Takeoff of the large machine in FPV, the runway is clear and the hot sun doesn't interfere much with the view, only the propeller artifacts in front of the camera are a bit distracting.

This gets much better after applying throttle, and once the plane is in the air and I reduce the engine speed to 'cruise throttle,' the surprise was a positive one. The gimbal did an impressive job of compensating for the engine vibrations. The image was not quite as silky smooth as with the Twin Star, but the worst vibrations were effectively filtered out. Only at certain RPMs in the lower range did resonances occur, and a slight restlessness was visible in the image, but far less than I had feared.

In turns, you naturally look in the direction you want to steer, to see if the airspace there is 'clear.' Here is the MFSV Ettlingen field from above.

Flying the large machine via FPV was an incomparable experience. The view from the "cockpit" perspective, stable and with the ability to look around, created a deep sense of immersion. You had the feeling of actually sitting in this huge model. Head tracking was extremely useful here. During a flyover of the runway, I could simply turn my head to aim at the runway and check the alignment for the next approach. When flying slowly over objects on the ground, you could follow them with your gaze. The inertia of the large model was compensated for by the agility of the camera view.

The OSD on this model, which is normally only ever flown by line of sight, was not just a welcome addition, it is a MUST. The artificial horizon always provides clarity about the machine's true orientation, even in complex flight attitudes or during the landing approach while looking at the runway. The most important information on such a large bird is the speed, to hit the correct approach speed, and the climb/descent rate helped in assessing vertical performance or maintaining a descent. While landing the TwinStar is a simple matter, with such a large machine you really break a sweat; all the data in the OSD is important!

No more GPS sensor on the platform for speeds or position; it vibrated off. Unfortunately, the artificial horizon cannot be saved.

After several test approaches, the GPS sensor vibrated off the test platform, and I then flew without position data, sink rate, altitude, and speed. I had to land again without goggles and 'normally' by line of sight. The initial conclusion is very positive, and I will install the gimbal on a large machine again, but next time on a twin-engine one without having to look through a propeller.

Or you could build a small nacelle under a wing with a clear view forward; the small offset from the model's center doesn't matter in the air and during takeoff/landing. Additionally, during landing, you might be able to better see the distance between the ground and the landing gear from the side.

Flight Test 3: Overview with the TriStar VTOL

The TriStar took off vertically, and the gimbal immediately showed its strength in hover. While the model "stood" gently in the air, I could look around freely thanks to head tracking – looking down to see the take-off zone, looking to the side to spot obstacles. With an airplane, you have the 'advantage' of always flying in one direction, without major possible changes. A VTOL in hover is a multicopter, which can move in any direction at any time, and the wind tries to do the same. Here, the movable camera allows for a quick turn into the new direction of movement to always maintain an overview. The head is very much in motion until the transition to horizontal flight, which I thought would be an exciting thing.

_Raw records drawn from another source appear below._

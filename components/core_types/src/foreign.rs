//! Capability interface for opaque values owned by the host.
//!
//! The host hands byte arrays values it owns (GLib byte blobs, userdata of
//! other modules, ...). Byte arrays never look inside those values directly;
//! they only ask through [`ForeignValue`].

use std::fmt;

/// A value owned by the host that byte arrays may be asked to read from.
///
/// # Examples
///
/// ```
/// use core_types::ForeignValue;
///
/// struct Blob(Vec<u8>);
///
/// impl ForeignValue for Blob {
///     fn type_name(&self) -> &str {
///         "GLib.Bytes"
///     }
///
///     fn as_byte_slice(&self) -> Option<&[u8]> {
///         Some(&self.0)
///     }
/// }
///
/// let blob = Blob(b"abc".to_vec());
/// assert_eq!(blob.as_byte_slice(), Some(&b"abc"[..]));
/// ```
pub trait ForeignValue {
    /// The type name the host declares for this value.
    fn type_name(&self) -> &str;

    /// The bytes of this value if it is an immutable byte blob.
    ///
    /// Values that are not byte blobs return `None`.
    fn as_byte_slice(&self) -> Option<&[u8]>;
}

impl<'a> fmt::Debug for dyn ForeignValue + 'a {
    fn fmt(&self, f: &mut fmt::Formatter<'_>) -> fmt::Result {
        write!(f, "Foreign({})", self.type_name())
    }
}

/// An immutable byte blob, as handed out by GLib's `GBytes`.
///
/// # Examples
///
/// ```
/// use core_types::{ForeignValue, StaticBytes};
///
/// let bytes = StaticBytes::new(vec![1, 2, 3]);
/// assert_eq!(bytes.type_name(), "GLib.Bytes");
/// assert_eq!(bytes.as_byte_slice(), Some(&[1u8, 2, 3][..]));
/// ```
#[derive(Debug, Clone, PartialEq, Eq)]
pub struct StaticBytes {
    data: Box<[u8]>,
}

impl StaticBytes {
    /// Type name reported to the host
    pub const TYPE_NAME: &'static str = "GLib.Bytes";

    /// Wrap a byte vector as an immutable blob
    pub fn new(data: impl Into<Vec<u8>>) -> Self {
        StaticBytes {
            data: data.into().into_boxed_slice(),
        }
    }

    /// Number of bytes in the blob
    pub fn len(&self) -> usize {
        self.data.len()
    }

    /// Whether the blob holds no bytes
    pub fn is_empty(&self) -> bool {
        self.data.is_empty()
    }
}

impl ForeignValue for StaticBytes {
    fn type_name(&self) -> &str {
        Self::TYPE_NAME
    }

    fn as_byte_slice(&self) -> Option<&[u8]> {
        Some(&self.data)
    }
}

/// A foreign value that is not a byte blob.
///
/// Stands in for any other object the host may pass around (a widget,
/// a file handle, ...). It only reports its type name.
#[derive(Debug, Clone, PartialEq, Eq)]
pub struct OpaqueForeign {
    type_name: String,
}

impl OpaqueForeign {
    /// Create an opaque value with the given type name
    pub fn new(type_name: impl Into<String>) -> Self {
        OpaqueForeign {
            type_name: type_name.into(),
        }
    }
}

impl ForeignValue for OpaqueForeign {
    fn type_name(&self) -> &str {
        &self.type_name
    }

    fn as_byte_slice(&self) -> Option<&[u8]> {
        None
    }
}
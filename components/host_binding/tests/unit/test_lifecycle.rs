//! Unit tests for construction options, release and finalization

use bytearray::ByteArrayOptions;
use core_types::{ErrorKind, Value};
use host_binding::ByteArrayModule;

#[test]
fn test_release_then_use_is_reference_error() {
    let module = ByteArrayModule::open();
    let b = module.new_array().unwrap();
    module.release(&b).unwrap();

    let err = module.len(&b).unwrap_err();
    assert_eq!(err.kind, ErrorKind::ReferenceError);
    let err = module.release(&b).unwrap_err();
    assert_eq!(err.kind, ErrorKind::ReferenceError);
}

#[test]
fn test_finalizer_releases_once() {
    let module = ByteArrayModule::open();
    let b = module.new_array().unwrap();
    let mut finalizer = module.finalizer(&b).unwrap();

    assert!(finalizer.finalize());
    assert!(!finalizer.finalize());
    assert_eq!(module.len(&b).unwrap_err().kind, ErrorKind::ReferenceError);
}

#[test]
fn test_finalizer_requires_bytearray() {
    let module = ByteArrayModule::open();
    let err = module.finalizer(&Value::Nil).unwrap_err();
    assert!(err.message.contains("'__gc'"));
}

#[test]
fn test_gc_method_is_release() {
    let module = ByteArrayModule::open();
    let b = module.new_array().unwrap();
    assert_eq!(module.call_method(&b, "__gc", &[]).unwrap(), Value::Nil);
    assert_eq!(module.len(&b).unwrap_err().kind, ErrorKind::ReferenceError);
}

#[test]
fn test_module_options_apply_to_new_arrays() {
    let options = ByteArrayOptions::default().with_max_length(Some(2));
    let module = ByteArrayModule::with_options(options);
    let b = module.new_array().unwrap();

    module.append(&b, &Value::string("ab")).unwrap();
    let err = module.append(&b, &Value::string("c")).unwrap_err();
    assert_eq!(err.kind, ErrorKind::InternalError);
    assert!(err.kind.is_fatal());
    assert_eq!(module.len(&b).unwrap(), Value::Integer(2));
}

The TriStar shortly after liftoff and hovering to the starting position before switching to vertical 'normal' flight.

But since the TriStar only pitches slightly during the transition without losing altitude, it was no real challenge for the stabilization. The front motors tilt from a vertical to a horizontal position, but without a significant change in attitude in the camera. In the goggles, you don't notice the switch at all, only the speed has increased. The gimbal precisely counters the movement and kept the image stable on the original point of alignment. In head tracking, the camera smoothly followed the movements desired by the pilot, regardless of the model's orientation, just like with the other models.

In horizontal flight, the system behaved similarly to the Twin Star, with very effective stabilization even at higher speeds and turning maneuvers. The ability to direct the gaze into the turn or to look at the ground below during a flyover was also of great advantage here for orientation and the feeling of flight. Head tracking allowed for quick glances in every direction, which is particularly useful with an agile model like the VTOL to quickly scan the surroundings.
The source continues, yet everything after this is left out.